Samuel sabía por Yákov de la pobreza de la mayoría de la población rusa, campesinos analfabetos, tremendamente religiosos y arraigados a costumbres ancestrales de sometimiento. Vivían totalmente subordinados a la competencia jurisdiccional de sus patrones a pesar que desde 1862 habían dejado, oficialmente, de ser siervos, al decretar Alejandro II su emancipación. Mas como contrapartida se gravó a los campesinos con insoportables tributos para sostener un ejército desmesuradamente grande, pues enorme era la extensión del imperio. En un territorio tan vasto el hambre siempre hacía acto de presencia, cuando no en un lugar en otro. Las hambrunas hacía tiempo ─no demasiado─ que se habían desterrado en la Europa occidental, pero en Rusia seguían siendo el pan de cada día. Había leído Samuel en la prensa de esos días que en poco menos de mes y medio casi quince mil personas encontraron la muerte por inanición solo en sus distritos centrales. La escandalosa cifra, no obstante, parecía ser únicamente una pequeña muestra de lo que se avecinaba, y no solo en el campo, también en las ciudades. Rusia avanzaba hacia la industrialización y se hacían grandes negocios con los capitalistas europeos, a finales del siglo XIX casi el ochenta por cien de los capitales invertidos en la industria rusa eran de procedencia extranjera. El príncipe creía que Rusia podía ser en poco tiempo una gran potencia económica sin tener que copiar el modelo político de los países europeos más industrializados.

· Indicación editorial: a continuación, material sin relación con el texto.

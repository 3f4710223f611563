// +-----------------------------------------------------------------------------------------------+
// | Copyright 2016 Sean Kerr                                                                      |
// |                                                                                               |
// | Licensed under the Apache License, Version 2.0 (the "License");                               |
// | you may not use this file except in compliance with the License.                              |
// | You may obtain a copy of the License at                                                       |
// |                                                                                               |
// |  http://www.apache.org/licenses/LICENSE-2.0                                                   |
// |                                                                                               |
// | Unless required by applicable law or agreed to in writing, software                           |
// | distributed under the License is distributed on an "AS IS" BASIS,                             |
// | WITHOUT WARRANTIES OR CONDITIONS OF ANY KIND, either express or implied.                      |
// | See the License for the specific language governing permissions and                           |
// | limitations under the License.                                                                |
// +-----------------------------------------------------------------------------------------------+
// | Author: Sean Kerr <sean@code-box.org>                                                         |
// +-----------------------------------------------------------------------------------------------+

#![doc = include_str!("../README.md")]

#[macro_use]
extern crate byte_slice;

#[macro_use]
pub mod byte;

#[macro_use]
pub mod fsm;

pub mod http1;


pub use crate::fsm::Success;
pub use crate::http1::{ Action,
                        ContentLength,
                        Event,
                        ExecuteError,
                        FramingConflict,
                        MessageKind,
                        Parser,
                        ParserConfig,
                        ParserError,
                        ParserState,
                        Settings };

/// Crate major version.
pub const VERSION_MAJOR: &str = env!("CARGO_PKG_VERSION_MAJOR");

/// Crate minor version.
pub const VERSION_MINOR: &str = env!("CARGO_PKG_VERSION_MINOR");

/// Crate patch version.
pub const VERSION_PATCH: &str = env!("CARGO_PKG_VERSION_PATCH");
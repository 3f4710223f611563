// +-----------------------------------------------------------------------------------------------+
// | Copyright 2016 Sean Kerr                                                                      |
// |                                                                                               |
// | Licensed under the Apache License, Version 2.0 (the "License");                               |
// | you may not use this file except in compliance with the License.                              |
// | You may obtain a copy of the License at                                                       |
// |                                                                                               |
// |  http://www.apache.org/licenses/LICENSE-2.0                                                   |
// |                                                                                               |
// | Unless required by applicable law or agreed to in writing, software                           |
// | distributed under the License is distributed on an "AS IS" BASIS,                             |
// | WITHOUT WARRANTIES OR CONDITIONS OF ANY KIND, either express or implied.                      |
// | See the License for the specific language governing permissions and                           |
// | limitations under the License.                                                                |
// +-----------------------------------------------------------------------------------------------+
// | Author: Sean Kerr <sean@code-box.org>                                                         |
// +-----------------------------------------------------------------------------------------------+

//! Message framing resolution.
//!
//! Once all headers of a message have been parsed, the headers that influence framing are
//! resolved into the body strategy and the connection flags. Resolution is a pure computation and
//! runs exactly once per message.

use crate::byte::trim_space_tab;
use crate::http1::{ FramingConflict, MessageKind, ParserError };

/// Declared body length.
#[derive(Clone,Copy,Debug,PartialEq,Eq)]
pub enum ContentLength {
    /// `Content-Length` was found with this value.
    Known(u64),

    /// No `Content-Length` applies to the message.
    Unbounded
}

/// Headers that take part in framing resolution.
#[derive(Clone,Copy,Debug,PartialEq,Eq)]
pub enum FramingHeader {
    /// `Connection`.
    Connection,

    /// `Content-Length`.
    ContentLength,

    /// `Transfer-Encoding`.
    TransferEncoding,

    /// `Upgrade`.
    Upgrade
}

impl FramingHeader {
    /// Classify a header field, ignoring case.
    pub fn from_field(field: &[u8]) -> Option<FramingHeader> {
        if field.eq_ignore_ascii_case(b"content-length") {
            Some(FramingHeader::ContentLength)
        } else if field.eq_ignore_ascii_case(b"transfer-encoding") {
            Some(FramingHeader::TransferEncoding)
        } else if field.eq_ignore_ascii_case(b"connection") {
            Some(FramingHeader::Connection)
        } else if field.eq_ignore_ascii_case(b"upgrade") {
            Some(FramingHeader::Upgrade)
        } else {
            None
        }
    }
}

/// Body strategy.
#[derive(Clone,Copy,Debug,PartialEq,Eq)]
pub enum BodyFraming {
    /// The message has no body.
    None,

    /// The body uses chunked transfer encoding.
    Chunked,

    /// The body has a known length.
    Length(u64),

    /// The body continues until the end of the stream is signaled.
    UntilEof
}

/// Start line details required for resolution.
#[derive(Clone,Copy,Debug)]
pub struct Head<'a> {
    /// Message kind.
    pub kind: MessageKind,

    /// HTTP major version.
    pub http_major: u16,

    /// HTTP minor version.
    pub http_minor: u16,

    /// Request method. Empty for responses.
    pub method: &'a [u8],

    /// Response status code. Zero for requests.
    pub status_code: u16
}

/// Resolved message framing.
#[derive(Clone,Copy,Debug,PartialEq,Eq)]
pub struct Framing {
    /// Body strategy.
    pub body: BodyFraming,

    /// Declared body length.
    pub content_length: ContentLength,

    /// Indicates that `chunked` is the final transfer coding.
    pub chunked: bool,

    /// Indicates that the connection may be reused, based on version and `Connection`.
    pub keep_alive: bool,

    /// Indicates that the message requests a protocol upgrade.
    pub upgrade: bool
}

/// Iterate the comma separated elements of a header value, trimmed and without empty elements.
fn elements(value: &[u8]) -> impl Iterator<Item = &[u8]> {
    value.split(|byte| *byte == b',')
         .map(trim_space_tab)
         .filter(|element| !element.is_empty())
}

/// Parse a `Content-Length` value.
fn parse_content_length(value: &[u8]) -> Result<u64, ParserError> {
    let value = trim_space_tab(value);

    if value.is_empty() {
        return Err(ParserError::InvalidContentLength);
    }

    value.iter().try_fold(0u64, |length, byte| {
        if !is_digit!(*byte) {
            return Err(ParserError::InvalidContentLength);
        }

        length.checked_mul(10)
              .and_then(|length| length.checked_add((*byte - b'0') as u64))
              .ok_or(ParserError::InvalidContentLength)
    })
}

/// Indicates that a response with `status_code` never has a body.
fn is_bodiless_status(status_code: u16) -> bool {
    status_code / 100 == 1 || status_code == 204 || status_code == 304
}

/// Resolve message framing from `headers`, in arrival order.
pub fn resolve(head: &Head, headers: &[(FramingHeader, Vec<u8>)], conflict: FramingConflict)
-> Result<Framing, ParserError> {
    let mut close               = false;
    let mut connection_keep     = false;
    let mut connection_upgrade  = false;
    let mut content_length      = None;
    let mut final_coding        = None;
    let mut transfer_encoding   = false;
    let mut upgrade_header      = false;

    for &(header, ref value) in headers {
        match header {
            FramingHeader::Connection => {
                for token in elements(value) {
                    if token.eq_ignore_ascii_case(b"close") {
                        close = true;
                    } else if token.eq_ignore_ascii_case(b"keep-alive") {
                        connection_keep = true;
                    } else if token.eq_ignore_ascii_case(b"upgrade") {
                        connection_upgrade = true;
                    }
                }
            },
            FramingHeader::ContentLength => {
                let length = parse_content_length(value)?;

                if content_length.map_or(false, |previous| previous != length) {
                    return Err(ParserError::InvalidContentLength);
                }

                content_length = Some(length);
            },
            FramingHeader::TransferEncoding => {
                transfer_encoding = true;

                // parameters do not change the coding
                final_coding = elements(value).last().map(|coding| {
                    trim_space_tab(coding.split(|byte| *byte == b';').next().unwrap_or(coding))
                });
            },
            FramingHeader::Upgrade => {
                upgrade_header = true;
            }
        }
    }

    let chunked = final_coding.map_or(false, |coding| coding.eq_ignore_ascii_case(b"chunked"));

    if transfer_encoding && content_length.is_some() && conflict == FramingConflict::Reject {
        return Err(ParserError::AmbiguousFraming);
    }

    if transfer_encoding && !chunked && head.kind == MessageKind::Request {
        return Err(ParserError::InvalidTransferEncoding);
    }

    let body = if head.kind == MessageKind::Response && is_bodiless_status(head.status_code) {
        BodyFraming::None
    } else if chunked {
        BodyFraming::Chunked
    } else if transfer_encoding {
        BodyFraming::UntilEof
    } else if let Some(length) = content_length {
        BodyFraming::Length(length)
    } else if head.kind == MessageKind::Response {
        BodyFraming::UntilEof
    } else {
        BodyFraming::None
    };

    let content_length = match content_length {
        Some(length) if !transfer_encoding => ContentLength::Known(length),
        _                                  => ContentLength::Unbounded
    };

    let keep_alive = if head.http_major > 1 || (head.http_major == 1 && head.http_minor > 0) {
        !close
    } else {
        connection_keep && !close
    };

    let upgrade = (connection_upgrade && upgrade_header)
               || (head.kind == MessageKind::Request && head.method == b"CONNECT");

    Ok(Framing {
        body:           body,
        content_length: content_length,
        chunked:        chunked,
        keep_alive:     keep_alive,
        upgrade:        upgrade
    })
}
// +-----------------------------------------------------------------------------------------------+
// | Copyright 2016 Sean Kerr                                                                      |
// |                                                                                               |
// | Licensed under the Apache License, Version 2.0 (the "License");                               |
// | you may not use this file except in compliance with the License.                              |
// | You may obtain a copy of the License at                                                       |
// |                                                                                               |
// |  http://www.apache.org/licenses/LICENSE-2.0                                                   |
// |                                                                                               |
// | Unless required by applicable law or agreed to in writing, software                           |
// | distributed under the License is distributed on an "AS IS" BASIS,                             |
// | WITHOUT WARRANTIES OR CONDITIONS OF ANY KIND, either express or implied.                      |
// | See the License for the specific language governing permissions and                           |
// | limitations under the License.                                                                |
// +-----------------------------------------------------------------------------------------------+
// | Author: Sean Kerr <sean@code-box.org>                                                         |
// +-----------------------------------------------------------------------------------------------+

//! HTTP/1.x parser, callback settings, and message framing.

mod config;
mod parser;
mod parser_error;
mod parser_state;
mod settings;

pub mod framing;

pub use self::config::{ FramingConflict,
                        ParserConfig,
                        DEFAULT_MAX_FIELD_SIZE,
                        DEFAULT_MAX_HEADER_SIZE };
pub use self::framing::ContentLength;
pub use self::parser::{ MessageKind, Parser };
pub use self::parser_error::{ ExecuteError, ParserError };
pub use self::parser_state::ParserState;
pub use self::settings::{ Action, DataCallback, Event, NotifyCallback, Settings };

Eran muchas las fortunas en su país que apostaban por la modernización económica y el pueblo ruso era muy trabajador, decía para desespero de Samuel que empezaba a estar harto del príncipe Aleksei, pues a su modo de ver las cosas llevaba más de un cuarto de hora ensalzando las grandes ventajas de contar con un pueblo sometido.

―Les ruego que me disculpen pero debo marcharme, tengo un compromiso y ya se me hace tarde ─dijo Samuel.

―¿Una hermosa mujer? ─preguntó el príncipe con otra risotada.

―Algo así ─respondió Samuel.

―Entonces está más que disculpado ─el príncipe se levantó─. Espero que hable con su amigo, le estaría muy agradecido. Por cierto, dentro de unos días damos una fiesta en el Bois de Boulogne, sería un gran placer contar con su presencia y de la compañía que usted estime conveniente. Y traiga a su amigo el marchante. Querida ─dijo a Brigitte─, te espero arriba mientras despides a tu amigo. Ha sido un placer, caballero.

―¿Pero tú qué demonios pretendes? ¿Por qué le has dicho todas esas cosas de Frossard al tipo este?

―Sabía que te causaría una mala impresión.

―Horrenda, por eso no entiendo tu actitud.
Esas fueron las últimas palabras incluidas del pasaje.